Combat is quite easy to pick up with only one weapon available at a time plus magic. I did find it somewhat annoying at times to attack as the character movement can be kind of wonky. It’s nothing too bad but, it was noticeable. You can have three players in a party at a time, only one can be active at a time though. The great thing in this game is that the active character can still be supported with magic and abilities from the two inactive characters. It was very nice to be able to switch them in and out with the right analog stick though. Strategy is everything in dungeons and it made it so much easier to be able to quick-swap to the best member of the party right away.

Traps, which I touched upon a bit earlier, really change the whole strategy of a floor. Not only are there many different types of traps, you can’t see them until you get close unless you have a lantern to light the way. You can get poisoned, hit with spikes, arrows, and a few other death traps. This sounds like a bad thing but, more often than not, you can use them to eliminate your enemies. Add to that all of the items and pick-ups that you can grab to progress your character or help you in the heat of battle and it really creates a different atmosphere and a lot of different ways to complete the dungeons.

The dungeons have many paths and ways to get them completed.

The customization is where this game really stands out. I don’t remember a lot of Dungeon Crawlers that have used this successfully yet, it was pulled off here. Each character can equip a single energy frame.
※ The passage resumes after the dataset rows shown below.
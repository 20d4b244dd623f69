//! The per-agent request seam
//!
//! [`AgentSession`] talks to a real agent through an `async_snmp` client,
//! connected on first use. Tests substitute in-process agents through the
//! same trait.

use async_snmp::{Auth, Client, Oid, Retry, UdpClient, VarBind};
use async_trait::async_trait;
use log::debug;
use serde::{Deserialize, Serialize};
use std::time::Duration;
use tokio::sync::OnceCell;

use super::errors::{Result, SnmpError};

/// Community-based protocol version
#[derive(Debug, Clone, Copy, Default, PartialEq, Eq, Serialize, Deserialize)]
#[serde(rename_all = "lowercase")]
pub enum Version {
    V1,
    #[default]
    V2c,
}

/// One agent, one binding per request
#[async_trait]
pub trait SnmpSession: Send + Sync {
    async fn get(&self, oid: &Oid) -> Result<VarBind>;

    async fn get_next(&self, oid: &Oid) -> Result<VarBind>;

    /// Human readable peer, for log lines and errors
    fn target(&self) -> String;
}

pub struct AgentSession {
    target: String,
    community: String,
    version: Version,
    timeout: Duration,
    client: OnceCell<UdpClient>,
}

impl std::fmt::Debug for AgentSession {
    fn fmt(&self, f: &mut std::fmt::Formatter<'_>) -> std::fmt::Result {
        f.debug_struct("AgentSession")
            .field("target", &self.target)
            .field("version", &self.version)
            .field("timeout", &self.timeout)
            .finish()
    }
}

/// `host:port`, bracketing IPv6 literals
fn target_address(host: &str, port: u16) -> String {
    if host.contains(':') && !host.starts_with('[') {
        format!("[{host}]:{port}")
    } else {
        format!("{host}:{port}")
    }
}

impl AgentSession {
    pub fn new(
        host: &str,
        port: u16,
        community: impl Into<String>,
        version: Version,
        timeout: Duration,
    ) -> Self {
        Self {
            target: target_address(host, port),
            community: community.into(),
            version,
            timeout,
            client: OnceCell::new(),
        }
    }

    async fn client(&self) -> Result<&UdpClient> {
        self.client
            .get_or_try_init(|| async {
                let auth = match self.version {
                    Version::V1 => Auth::v1(self.community.clone()),
                    Version::V2c => Auth::v2c(self.community.clone()),
                };
                debug!("Opening SNMP session (target={}, version={:?})", self.target, self.version);
                // Retries are applied one level up, by SnmpClient
                Client::builder(self.target.clone(), auth)
                    .timeout(self.timeout)
                    .retry(Retry::none())
                    .connect()
                    .await
                    .map_err(|source| SnmpError::Connect {
                        target: self.target.clone(),
                        source,
                    })
            })
            .await
    }

    fn request_error(&self, source: async_snmp::Error) -> SnmpError {
        SnmpError::Request {
            target: self.target.clone(),
            source,
        }
    }
}

#[async_trait]
impl SnmpSession for AgentSession {
    async fn get(&self, oid: &Oid) -> Result<VarBind> {
        let client = self.client().await?;
        client.get(oid).await.map_err(|e| self.request_error(e))
    }

    async fn get_next(&self, oid: &Oid) -> Result<VarBind> {
        let client = self.client().await?;
        client.get_next(oid).await.map_err(|e| self.request_error(e))
    }

    fn target(&self) -> String {
        self.target.clone()
    }
}
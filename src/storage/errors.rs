use std::path::PathBuf;
use thiserror::Error;

#[derive(Debug, Error)]
pub enum StorageError {
    #[error("I/O error on {path}: {source}")]
    Io {
        path: PathBuf,
        #[source]
        source: std::io::Error,
    },

    #[error("Malformed record in {path}: {source}")]
    Json {
        path: PathBuf,
        #[source]
        source: serde_json::Error,
    },

    #[error("Database error: {0}")]
    Sqlite(#[from] rusqlite::Error),

    #[error("Corrupt {what} value in database: {value}")]
    Corrupt { what: &'static str, value: String },
}

pub type Result<T> = std::result::Result<T, StorageError>;
//! Error types for the SNMP protocol access layer
//!
//! Callers of [`crate::snmp::SnmpClient::get`] and [`crate::snmp::SnmpClient::walk`]
//! never see these: they collapse into `None` / a shortened sequence. They surface
//! only through the reachability-aware entry points used by discovery.

use std::time::Duration;
use thiserror::Error;

#[derive(Debug, Error)]
pub enum SnmpError {
    #[error("Could not open SNMP session to {target}: {source}")]
    Connect {
        target: String,
        #[source]
        source: async_snmp::Error,
    },

    #[error("SNMP request to {target} failed: {source}")]
    Request {
        target: String,
        #[source]
        source: async_snmp::Error,
    },

    #[error("No response from {target} within {timeout:?}")]
    Timeout { target: String, timeout: Duration },
}

impl SnmpError {
    /// Transport failures mean the agent could not be reached at all,
    /// as opposed to an agent that answered with an error status
    pub fn is_transport(&self) -> bool {
        match self {
            SnmpError::Connect { .. } | SnmpError::Timeout { .. } => true,
            SnmpError::Request { source, .. } => {
                !matches!(source, async_snmp::Error::Snmp { .. })
            }
        }
    }
}

pub type Result<T> = std::result::Result<T, SnmpError>;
This affects how many equipment slots and health bars you can have. The weirdest thing to me was that after your health bars deplete, your durability bars for each equipment piece deplete. After a piece of equipment breaks, you can’t use it again until you go back to to the town. It’s a weird concept but, it’s nice to have the extra durability bars once your health reaches zero.

Each character also has a set job assigned to them., This job can be changed at level 20. Each job has specific job-related skills assigned to them. Leveling up also gets you Job Points, which you can use to unlock things. The game also offers a character creator that lets you do things your own way.

The graphics are very well done for a smaller title with vibrant characters and vegetation. The menus pop and the contents of them are very straight-forward and easy to understand. The soundtrack is pretty good and definitely sets the mood nicely. The one downside is that the game’s dialogue is completely in Japanese so you’ll be reading a lot of subtitles if you’re not fluent in that language.

The menu system is complex but, in no way overwhelming.

I really enjoyed Legasista and it was a very nice game to play through this past weekend. This is a very polished Dungeon Crawler with a great identity. It does get a tad bit repetitive but, that comes with the genre. Legasista will give you a great amount of gameplay for about half the price of a normal game and you can’t argue with that. Check it out today on the PlayStation Network!